Maybe I'll have to write that article.

------
josefonseca
Great article!

It is sad how this culture of discovery and hacking is being killed by a
stupid "human beings factory" mentality.

These days I was chatting with a friend and suddenly she stared blankly at the
crowd and said "look, everyone dresses the same, everyone looks the same".

It's amazing how you turn on the TV and girls in the USA dress just like those
in Brazil.

Aldous Huxley predicted we wouldn't be alienated by state oppression or
censorship. He predicted we'd have so many artificial distractions, that folks
would just alienate themselves.

Nobody wants to take electronics apart anymore, nobody fixes their own
automobiles anymore, nobody even dresses differently!
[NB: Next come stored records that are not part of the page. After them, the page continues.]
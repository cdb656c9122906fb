use chrono::NaiveDate;
use regex::Regex;

/// Calendar formats tried before the numeric pattern fallback. Kept to
/// unambiguous renderings; anything else falls through.
const CALENDAR_FORMATS: &[&str] = &[
    "%Y-%m-%d",
    "%Y/%m/%d",
    "%B %d, %Y",
    "%b %d, %Y",
    "%d %B %Y",
];

/// Best-effort conversion of a date-like cell into a comparable date.
///
/// Policy, in order: blank input is `None`; then the calendar formats
/// above; then a `D[/-.]M[/-.]Y` pattern where a 2-digit year means
/// `2000 + YY`. The first numeric group is always read as the day and
/// the second as the month, so `"01/06/2024"` is June 1st. `None` is
/// not an error condition - callers treat unparseable dates as
/// sorting last.
pub fn parse_deadline(raw: &str) -> Option<NaiveDate> {
    let raw = raw.trim();
    if raw.is_empty() {
        return None;
    }

    for format in CALENDAR_FORMATS {
        if let Ok(date) = NaiveDate::parse_from_str(raw, format) {
            return Some(date);
        }
    }

    let pattern = Regex::new(r"(\d{1,2})[/\-.](\d{1,2})[/\-.](\d{2,4})").unwrap();
    let caps = pattern.captures(raw)?;

    let day: u32 = caps[1].parse().ok()?;
    let month: u32 = caps[2].parse().ok()?;
    let year: i32 = caps[3].parse().ok()?;
    let year = if caps[3].len() == 2 { 2000 + year } else { year };

    NaiveDate::from_ymd_opt(year, month, day)
}

#[cfg(test)]
mod tests {
    use super::*;

    #[test]
    fn test_parses_iso_dates() {
        assert_eq!(
            parse_deadline("2024-06-01"),
            NaiveDate::from_ymd_opt(2024, 6, 1)
        );
        assert_eq!(
            parse_deadline("2024/06/01"),
            NaiveDate::from_ymd_opt(2024, 6, 1)
        );
    }

    #[test]
    fn test_parses_written_month_dates() {
        assert_eq!(
            parse_deadline("June 1, 2024"),
            NaiveDate::from_ymd_opt(2024, 6, 1)
        );
        assert_eq!(
            parse_deadline("Jun 1, 2024"),
            NaiveDate::from_ymd_opt(2024, 6, 1)
        );
        assert_eq!(
            parse_deadline("1 June 2024"),
            NaiveDate::from_ymd_opt(2024, 6, 1)
        );
    }

    #[test]
    fn test_numeric_pattern_is_day_first() {
        assert_eq!(
            parse_deadline("01/06/2024"),
            NaiveDate::from_ymd_opt(2024, 6, 1)
        );
        assert_eq!(
            parse_deadline("15-3-2025"),
            NaiveDate::from_ymd_opt(2025, 3, 15)
        );
        assert_eq!(
            parse_deadline("15.03.2025"),
            NaiveDate::from_ymd_opt(2025, 3, 15)
        );
    }

    #[test]
    fn test_two_digit_year_expands_to_2000s() {
        assert_eq!(
            parse_deadline("5/6/24"),
            NaiveDate::from_ymd_opt(2024, 6, 5)
        );
    }

    #[test]
    fn test_invalid_components_are_rejected() {
        assert_eq!(parse_deadline("32/1/2024"), None);
        assert_eq!(parse_deadline("1/13/2024"), None);
    }

    #[test]
    fn test_unparseable_input_is_none() {
        assert_eq!(parse_deadline(""), None);
        assert_eq!(parse_deadline("   "), None);
        assert_eq!(parse_deadline("not a date"), None);
        assert_eq!(parse_deadline("rolling basis"), None);
    }
}
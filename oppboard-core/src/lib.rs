// Public modules
pub mod catalog;
pub mod dates;
pub mod facets;
pub mod fields;
pub mod filtering;
pub mod io;
pub mod models;
pub mod sorting;

// Re-export commonly used types for convenience
pub use catalog::Catalog;
pub use dates::parse_deadline;
pub use facets::facet_values;
pub use fields::{FieldHints, LogicalField};
pub use filtering::{apply_filters, matches};
pub use io::{load_dataset, parse_dataset, CatalogError};
pub use models::{Dataset, DatasetMeta, FilterState, ParseSortModeError, Record, SortMode, ALL};
pub use sorting::{collation_key, sort_records};
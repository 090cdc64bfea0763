//! etf-overlap — compares the holdings of two ETFs.
//!
//! Hexagonal architecture: domain logic in [`domain`], port traits in [`ports`],
//! concrete implementations in [`adapters`].

pub mod domain;
pub mod ports;
pub mod adapters;
pub mod cli;
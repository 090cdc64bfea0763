//! Core domain types and logic.

pub mod holding;
pub mod equity;
pub mod merge;
pub mod overlap;
pub mod config_validation;
pub mod error;
//! Configuration access port trait.

use crate::domain::error::OverlapError;

pub trait ConfigPort {
    fn get_string(&self, section: &str, key: &str) -> Option<String>;
    fn get_int(&self, section: &str, key: &str, default: i64) -> i64;
    fn get_bool(&self, section: &str, key: &str, default: bool) -> bool;

    /// Like `get_string`, but a missing or blank value is a `ConfigMissing` error.
    fn require_string(&self, section: &str, key: &str) -> Result<String, OverlapError> {
        self.get_string(section, key)
            .filter(|v| !v.trim().is_empty())
            .ok_or_else(|| OverlapError::ConfigMissing {
                section: section.into(),
                key: key.into(),
            })
    }
}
We don't question
official stories, we believe unbelievable things because the TV told us so.
Where are all the inquiring minds? Why is it that when someone is curious and
questions things they are called conspiracy nuts? When did the inquiring mind
die and become an outcast, a danger for society?
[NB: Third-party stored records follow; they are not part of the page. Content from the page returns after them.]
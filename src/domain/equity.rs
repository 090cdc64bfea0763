//! Equity reference data used to enrich overlapping holdings.

use crate::domain::error::OverlapError;
use crate::ports::equity_port::EquityPort;

/// Metadata the equity provider reports for one symbol.
#[derive(Debug, Clone, Default, PartialEq)]
pub struct EquityMetadata {
    pub sector: Option<String>,
    pub industry: Option<String>,
    pub country: Option<String>,
}

#[derive(Debug, Clone, PartialEq)]
pub struct EquityRecord {
    pub symbol: String,
    pub sector: Option<String>,
    pub industry: Option<String>,
    pub country: Option<String>,
}

/// Flattens the equity provider's symbol mapping into a table.
pub struct EquityReference<'a> {
    port: &'a dyn EquityPort,
}

impl<'a> EquityReference<'a> {
    pub fn new(port: &'a dyn EquityPort) -> Self {
        Self { port }
    }

    /// Fetch the full reference table. Entries with an empty symbol are
    /// dropped; provider errors are returned as-is.
    pub fn fetch_equity_table(&self) -> Result<Vec<EquityRecord>, OverlapError> {
        let equities = self.port.select_equities()?;
        let upstream = equities.len();

        let table: Vec<EquityRecord> = equities
            .into_iter()
            .filter(|(symbol, _)| !symbol.is_empty())
            .map(|(symbol, meta)| EquityRecord {
                symbol,
                sector: meta.sector,
                industry: meta.industry,
                country: meta.country,
            })
            .collect();

        if table.len() < upstream {
            tracing::debug!(
                dropped = upstream - table.len(),
                "dropped equity entries with empty symbol"
            );
        }
        Ok(table)
    }
}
Humanity is becoming dull, self-censored, machinelike. I believe it was either
Picasso or Einstein which once said computers were stupid, because they only
provided answers. Humans are becoming just like that! Nobody asks questions
anymore, everyone just wants to have answers, as if we're stupid robots made
to behave according to a standard.

Where's the life! The creativity! The will to take the thing apart and
discover!?

Just look at the WWW today. All the websites look the same, have you noticed?

In the early WWW there were terrible spinning things in GIF's, animated
banners, horrible neon color pages that hurt the eye, blinking tags(yuck).
People just published whatever on the WWW. But it was true, honest, it was
legit stuff that folks just wanted to publish. Look at what we have today.
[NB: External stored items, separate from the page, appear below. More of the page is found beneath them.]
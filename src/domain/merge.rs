//! Outer join of two ETFs' holdings and share-count classification.

use crate::domain::holding::HoldingRow;
use std::collections::BTreeMap;
use std::fmt;

/// Which side(s) of the join a merged row came from.
#[derive(Debug, Clone, Copy, PartialEq, Eq, Hash)]
pub enum Membership {
    OnlyA,
    OnlyB,
    Both,
}

impl fmt::Display for Membership {
    fn fmt(&self, f: &mut fmt::Formatter<'_>) -> fmt::Result {
        match self {
            Membership::OnlyA => write!(f, "only_a"),
            Membership::OnlyB => write!(f, "only_b"),
            Membership::Both => write!(f, "both"),
        }
    }
}

#[derive(Debug, Clone, PartialEq)]
pub struct MergedRow {
    pub symbol: String,
    pub name: String,
    pub percent_a: Option<f64>,
    pub shares_a: Option<f64>,
    pub percent_b: Option<f64>,
    pub shares_b: Option<f64>,
    pub membership: Membership,
}

/// Joined holdings of ETF A and ETF B.
#[derive(Debug, Clone, PartialEq)]
pub struct MergedTable {
    pub etf_a: String,
    pub etf_b: String,
    pub rows: Vec<MergedRow>,
}

impl MergedTable {
    /// Column name holding `etf`'s weights, e.g. `percent_SPY`.
    pub fn percent_column(etf: &str) -> String {
        format!("percent_{}", etf)
    }

    /// Column name holding `etf`'s share counts, e.g. `shares_SPY`.
    pub fn shares_column(etf: &str) -> String {
        format!("shares_{}", etf)
    }

    pub fn count(&self, membership: Membership) -> usize {
        self.rows.iter().filter(|r| r.membership == membership).count()
    }

    pub fn overlapping(&self) -> impl Iterator<Item = &MergedRow> {
        self.rows.iter().filter(|r| r.membership == Membership::Both)
    }
}

/// Tab-separated dump: a header with the per-ETF column names, then one line
/// per row with `-` for fields absent on that side.
impl fmt::Display for MergedTable {
    fn fmt(&self, f: &mut fmt::Formatter<'_>) -> fmt::Result {
        writeln!(
            f,
            "symbol\tname\t{}\t{}\t{}\t{}\tmembership",
            Self::percent_column(&self.etf_a),
            Self::shares_column(&self.etf_a),
            Self::percent_column(&self.etf_b),
            Self::shares_column(&self.etf_b),
        )?;
        let cell = |v: Option<f64>| v.map_or_else(|| "-".to_string(), |v| v.to_string());
        for row in &self.rows {
            writeln!(
                f,
                "{}\t{}\t{}\t{}\t{}\t{}\t{}",
                row.symbol,
                row.name,
                cell(row.percent_a),
                cell(row.shares_a),
                cell(row.percent_b),
                cell(row.shares_b),
                row.membership,
            )?;
        }
        Ok(())
    }
}

/// Full outer join on (symbol, name).
///
/// Rows are emitted in ascending (symbol, name) order. A key repeated on
/// both sides yields every pairing of its A rows with its B rows.
pub fn outer_join(etf_a: &str, a: &[HoldingRow], etf_b: &str, b: &[HoldingRow]) -> MergedTable {
    let mut keys: BTreeMap<(&str, &str), (Vec<&HoldingRow>, Vec<&HoldingRow>)> = BTreeMap::new();
    for row in a {
        keys.entry((row.symbol.as_str(), row.name.as_str())).or_default().0.push(row);
    }
    for row in b {
        keys.entry((row.symbol.as_str(), row.name.as_str())).or_default().1.push(row);
    }

    let mut rows = Vec::with_capacity(keys.len());
    for ((symbol, name), (left, right)) in keys {
        let make = |l: Option<&HoldingRow>, r: Option<&HoldingRow>, membership: Membership| MergedRow {
            symbol: symbol.to_string(),
            name: name.to_string(),
            percent_a: l.map(|h| h.percent),
            shares_a: l.map(|h| h.shares),
            percent_b: r.map(|h| h.percent),
            shares_b: r.map(|h| h.shares),
            membership,
        };

        match (left.is_empty(), right.is_empty()) {
            (false, true) => rows.extend(left.iter().map(|l| make(Some(*l), None, Membership::OnlyA))),
            (true, false) => rows.extend(right.iter().map(|r| make(None, Some(*r), Membership::OnlyB))),
            _ => {
                for l in &left {
                    for r in &right {
                        rows.push(make(Some(*l), Some(*r), Membership::Both));
                    }
                }
            }
        }
    }

    MergedTable {
        etf_a: etf_a.to_string(),
        etf_b: etf_b.to_string(),
        rows,
    }
}

/// Which ETF holds more shares in total.
#[derive(Debug, Clone, PartialEq)]
pub struct SizeClassification {
    pub greater: String,
    pub lesser: String,
    pub total_shares_a: f64,
    pub total_shares_b: f64,
}

/// Sum shares per side (absent counts as zero) and label the larger side
/// `greater`. Equal totals resolve to A lesser, B greater.
pub fn classify_size(merged: &MergedTable) -> SizeClassification {
    let total_shares_a: f64 = merged.rows.iter().filter_map(|r| r.shares_a).sum();
    let total_shares_b: f64 = merged.rows.iter().filter_map(|r| r.shares_b).sum();

    let (greater, lesser) = if total_shares_a > total_shares_b {
        (&merged.etf_a, &merged.etf_b)
    } else {
        (&merged.etf_b, &merged.etf_a)
    };

    SizeClassification {
        greater: greater.clone(),
        lesser: lesser.clone(),
        total_shares_a,
        total_shares_b,
    }
}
Nowadays every new web site seems to be a marketing project that read some
search engine's manuals before publishing.

Look guys I made this thing called Shit-a-gram! It mashes up all sorts of shit
from Facebook, and if you name it gram you go virally floated to targetted
audiences with immense purchasing power!

Where's the Geocities of today, where everyone did something different and the
WWW was truly free? Even if those sites where dead ugly, they were true, they
were original, they were the fruit of the hacking mentality, to do something
different, freely.

This article got me thinking how much of that we've lost to a stupid culture
of control.

Webmasters these days ask search engines for permission to link to some place,
to write certain contents which might not meet certain "quality
guidelines"(read: what makes the search engines a profit).

How did we reach this point? Where's the freedom? Where's the creativity?